### [THE RECORDS]
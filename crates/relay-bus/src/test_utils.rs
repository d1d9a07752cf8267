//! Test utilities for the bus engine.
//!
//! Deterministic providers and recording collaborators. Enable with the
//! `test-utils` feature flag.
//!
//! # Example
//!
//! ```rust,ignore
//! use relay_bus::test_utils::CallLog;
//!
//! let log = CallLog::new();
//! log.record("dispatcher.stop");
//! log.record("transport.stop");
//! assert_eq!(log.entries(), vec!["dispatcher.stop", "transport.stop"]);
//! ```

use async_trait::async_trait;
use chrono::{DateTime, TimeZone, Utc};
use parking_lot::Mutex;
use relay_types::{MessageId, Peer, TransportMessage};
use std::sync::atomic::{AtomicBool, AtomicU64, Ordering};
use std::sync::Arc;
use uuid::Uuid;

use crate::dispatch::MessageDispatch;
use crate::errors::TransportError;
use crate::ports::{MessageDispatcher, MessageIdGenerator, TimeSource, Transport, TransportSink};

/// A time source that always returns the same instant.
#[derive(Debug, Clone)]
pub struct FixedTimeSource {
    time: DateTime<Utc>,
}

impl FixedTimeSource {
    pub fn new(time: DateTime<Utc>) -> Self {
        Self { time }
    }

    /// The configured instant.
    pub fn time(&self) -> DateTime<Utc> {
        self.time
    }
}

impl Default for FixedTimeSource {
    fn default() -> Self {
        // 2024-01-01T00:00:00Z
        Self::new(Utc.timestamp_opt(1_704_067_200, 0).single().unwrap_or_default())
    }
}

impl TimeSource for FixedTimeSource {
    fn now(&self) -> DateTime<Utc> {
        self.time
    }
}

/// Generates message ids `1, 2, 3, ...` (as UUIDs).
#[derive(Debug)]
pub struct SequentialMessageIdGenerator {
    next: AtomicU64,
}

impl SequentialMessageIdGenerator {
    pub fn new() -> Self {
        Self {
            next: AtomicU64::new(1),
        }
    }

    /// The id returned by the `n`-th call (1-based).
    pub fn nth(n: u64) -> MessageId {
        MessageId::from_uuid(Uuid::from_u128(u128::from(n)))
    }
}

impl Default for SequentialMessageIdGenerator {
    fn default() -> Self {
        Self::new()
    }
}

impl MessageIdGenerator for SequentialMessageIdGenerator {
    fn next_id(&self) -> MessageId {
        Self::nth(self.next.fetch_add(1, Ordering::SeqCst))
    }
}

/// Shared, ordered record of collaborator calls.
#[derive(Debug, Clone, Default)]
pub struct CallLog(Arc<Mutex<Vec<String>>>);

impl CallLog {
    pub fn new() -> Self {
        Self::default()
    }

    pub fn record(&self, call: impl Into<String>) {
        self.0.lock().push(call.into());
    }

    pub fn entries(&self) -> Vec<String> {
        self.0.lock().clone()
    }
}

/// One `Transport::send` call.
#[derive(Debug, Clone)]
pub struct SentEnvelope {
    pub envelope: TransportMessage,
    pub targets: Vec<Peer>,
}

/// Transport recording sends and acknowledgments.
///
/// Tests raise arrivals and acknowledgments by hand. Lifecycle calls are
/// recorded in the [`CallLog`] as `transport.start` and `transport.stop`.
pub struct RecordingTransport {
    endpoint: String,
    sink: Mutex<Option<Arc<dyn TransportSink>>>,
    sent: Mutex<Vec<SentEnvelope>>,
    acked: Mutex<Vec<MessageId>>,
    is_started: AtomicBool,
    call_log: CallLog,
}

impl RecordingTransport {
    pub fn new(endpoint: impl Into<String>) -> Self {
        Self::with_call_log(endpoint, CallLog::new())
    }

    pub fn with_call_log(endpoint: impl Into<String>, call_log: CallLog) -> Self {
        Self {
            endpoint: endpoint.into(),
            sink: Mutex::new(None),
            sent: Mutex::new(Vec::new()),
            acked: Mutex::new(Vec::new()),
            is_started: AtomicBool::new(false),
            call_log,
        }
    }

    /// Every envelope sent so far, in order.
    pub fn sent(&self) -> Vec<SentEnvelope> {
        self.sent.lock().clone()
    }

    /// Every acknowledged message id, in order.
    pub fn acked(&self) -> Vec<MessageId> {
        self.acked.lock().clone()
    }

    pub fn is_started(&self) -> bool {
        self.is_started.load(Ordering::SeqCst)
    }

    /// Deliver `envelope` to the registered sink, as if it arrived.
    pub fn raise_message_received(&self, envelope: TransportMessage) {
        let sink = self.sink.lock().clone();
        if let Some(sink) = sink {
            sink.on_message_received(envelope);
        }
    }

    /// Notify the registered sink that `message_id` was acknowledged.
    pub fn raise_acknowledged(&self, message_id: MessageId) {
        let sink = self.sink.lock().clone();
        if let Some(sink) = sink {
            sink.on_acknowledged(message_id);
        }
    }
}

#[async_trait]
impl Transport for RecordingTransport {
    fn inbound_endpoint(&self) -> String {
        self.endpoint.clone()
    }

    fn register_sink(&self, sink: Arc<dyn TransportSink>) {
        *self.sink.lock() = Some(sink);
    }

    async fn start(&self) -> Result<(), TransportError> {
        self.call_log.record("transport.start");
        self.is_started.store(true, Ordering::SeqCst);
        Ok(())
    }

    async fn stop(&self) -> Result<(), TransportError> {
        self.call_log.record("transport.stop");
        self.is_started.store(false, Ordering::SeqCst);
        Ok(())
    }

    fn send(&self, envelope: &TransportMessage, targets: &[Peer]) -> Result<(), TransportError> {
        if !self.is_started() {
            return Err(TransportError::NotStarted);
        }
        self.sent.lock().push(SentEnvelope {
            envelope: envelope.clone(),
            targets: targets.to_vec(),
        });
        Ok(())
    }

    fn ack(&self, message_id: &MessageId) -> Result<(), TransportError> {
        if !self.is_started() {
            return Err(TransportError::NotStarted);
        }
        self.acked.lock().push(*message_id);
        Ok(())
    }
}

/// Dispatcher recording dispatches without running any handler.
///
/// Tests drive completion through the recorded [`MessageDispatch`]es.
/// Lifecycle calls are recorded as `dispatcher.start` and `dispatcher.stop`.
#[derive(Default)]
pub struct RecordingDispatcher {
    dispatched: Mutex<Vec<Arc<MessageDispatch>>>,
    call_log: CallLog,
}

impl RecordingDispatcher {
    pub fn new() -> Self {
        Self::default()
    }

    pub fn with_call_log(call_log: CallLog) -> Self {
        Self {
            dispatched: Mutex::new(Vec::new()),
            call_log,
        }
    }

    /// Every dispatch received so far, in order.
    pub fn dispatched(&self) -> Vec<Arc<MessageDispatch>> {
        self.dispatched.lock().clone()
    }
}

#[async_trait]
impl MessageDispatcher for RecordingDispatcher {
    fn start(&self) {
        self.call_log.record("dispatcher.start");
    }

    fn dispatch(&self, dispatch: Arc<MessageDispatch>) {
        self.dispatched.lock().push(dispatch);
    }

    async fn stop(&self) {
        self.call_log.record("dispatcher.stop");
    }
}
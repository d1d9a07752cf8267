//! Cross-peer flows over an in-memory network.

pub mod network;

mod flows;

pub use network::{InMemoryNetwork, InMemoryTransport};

### [ASSIGNMENT]
Which lines in the data above contain "SequentialMessageIdGenerator"? Show each one.

### [WRITTEN RESPONSE]
pub struct SequentialMessageIdGenerator {
impl SequentialMessageIdGenerator {
impl Default for SequentialMessageIdGenerator {
impl MessageIdGenerator for SequentialMessageIdGenerator {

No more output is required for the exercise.